Sekretaris Direktorat Jenderal Kebudayaan Kementerian Pendidikan dan Kebudayaan Fitra Arda menyatakan, setelah penetapan, masih ada yang mesti dilakukan demi melestarikan budaya bangsa ini.

BACA JUGA: Kepulauan Riau Pengin Gunakan Ikon Negeri Pantun Warisan Dunia

Fitra menyebut, aspek perlindungan, pengembangan, pemanfaatan, dan pembinaan perlu diperhatikan sebagai tindak lanjut ditetapkannya pantun sebagai warisan budaya takbenda.

“Penetapan itu momentum awal pantun dihargai dunia internasional. Namun, langkah berikutnya, bagaimana tata kelolanya ke depan. PR kita adalah bagaimana mewariskan kepada generasi berikutnya," ungkap Fitra dalam lokakarya koleksi langka Perpustakaan Nasional RI bertema 'Rekam Jejak Perkembangan Pantun di Indonesia' secara daring, Rabu (10/2).

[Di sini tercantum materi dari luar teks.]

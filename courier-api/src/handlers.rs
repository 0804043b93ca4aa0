//! Route handlers

use std::sync::Arc;

use axum::{
    Json,
    extract::{State, rejection::JsonRejection},
};
use chrono::{SecondsFormat, Utc};
use courier_common::RelayConfig;
use courier_dispatch::{CancellationToken, Dispatcher, RelayTransport};

use crate::{
    error::ApiError,
    wire::{BulkEmailRequest, BulkEmailResponse, HealthResponse, MessageResponse, SendEmailRequest},
};

/// Shared by every handler.
pub struct ApiState {
    pub dispatcher: Dispatcher<Arc<dyn RelayTransport>>,
    /// Cancelled when the server shuts down; in-progress bulk sends stop
    /// between attempts.
    pub shutdown: CancellationToken,
}

fn body<T>(payload: Result<Json<T>, JsonRejection>) -> Result<T, ApiError> {
    payload
        .map(|Json(value)| value)
        .map_err(|rejection| ApiError::Validation(rejection.body_text()))
}

pub async fn health() -> Json<HealthResponse> {
    Json(HealthResponse {
        success: true,
        message: "API is running",
        timestamp: Utc::now().to_rfc3339_opts(SecondsFormat::Millis, true),
        version: env!("CARGO_PKG_VERSION"),
    })
}

pub async fn test_smtp(
    State(state): State<Arc<ApiState>>,
    payload: Result<Json<RelayConfig>, JsonRejection>,
) -> Result<Json<MessageResponse>, ApiError> {
    let relay = body(payload)?;

    state
        .dispatcher
        .verify(&relay)
        .await
        .map_err(|err| ApiError::from_dispatch(err, ApiError::ConnectionFailed))?;

    Ok(Json(MessageResponse {
        success: true,
        message: "SMTP connection successful",
        message_id: None,
    }))
}

pub async fn send_email(
    State(state): State<Arc<ApiState>>,
    payload: Result<Json<SendEmailRequest>, JsonRejection>,
) -> Result<Json<MessageResponse>, ApiError> {
    let (relay, request) = body(payload)?
        .into_parts()
        .map_err(|err| ApiError::Validation(err.to_string()))?;

    let receipt = state
        .dispatcher
        .send_single(&relay, request)
        .await
        .map_err(|err| ApiError::from_dispatch(err, ApiError::SendFailed))?;

    Ok(Json(MessageResponse {
        success: true,
        message: "Email sent successfully",
        message_id: Some(receipt.message_id),
    }))
}

pub async fn send_bulk_email(
    State(state): State<Arc<ApiState>>,
    payload: Result<Json<BulkEmailRequest>, JsonRejection>,
) -> Result<Json<BulkEmailResponse>, ApiError> {
    let (relay, request) = body(payload)?
        .into_parts()
        .map_err(|err| ApiError::Validation(err.to_string()))?;

    let summary = state
        .dispatcher
        .dispatch_with_cancel(&relay, request, state.shutdown.child_token())
        .await
        .map_err(|err| ApiError::from_dispatch(err, ApiError::BulkSendFailed))?;

    Ok(Json(summary.into()))
}

pub async fn not_found() -> ApiError {
    ApiError::NotFound
}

BACA JUGA: Pantun Indonesia Diakui UNESCO sebagai Warisan Budaya Tak Benda

Senada itu, Deputi Bidang Pengembangan Bahan Pustaka dan Jasa Informasi Perpusnas Ofy Sofiana menjelaskan, Perpusnas berupaya mengenalkan pantun melalui koleksi yang dimilikinya.

Dikatakannya, melalui lokakarya, Perpusnas sebagai lembaga yang memiliki koleksi langka dan memuat karya pantun anak bangsa, berkontribusi dalam melestarikan warisan kekayaan budaya bangsa Indonesia.

BACA JUGA: UNESCO: Turki Tidak Bisa Seenaknya Mengubah Hagia Sophia Jadi Masjid

Keberadaan pantun dalam budaya Indonesia terekam kuat dalam koleksi-koleksi langka Perpusnas. "Pantun bisa ditemui dalam naskah kuno, surat kabar langka dan majalah langka, juga buku langka yang dijaga kelestariannya oleh Perpustakaan Nasional RI," paparnya.

Ofy menambahkan keberadaan koleksi langka Perpusnas tersebut, beserta berbagai konten berharga di dalamnya, perlu diekspos kepada seluruh segmen masyarakat, sehingga bisa dikenal dan dimanfaatkan seoptimal mungkin.

Dosen Fakultas Bahasa dan Seni Universitas Negeri Padang Ardoni menjelaskan, pantun ditemukan dalam kehidupan suku bangsa di nusantara dengan berbagai istilah. Namun karena bersifat lisan, dokumentasinya sangat sedikit.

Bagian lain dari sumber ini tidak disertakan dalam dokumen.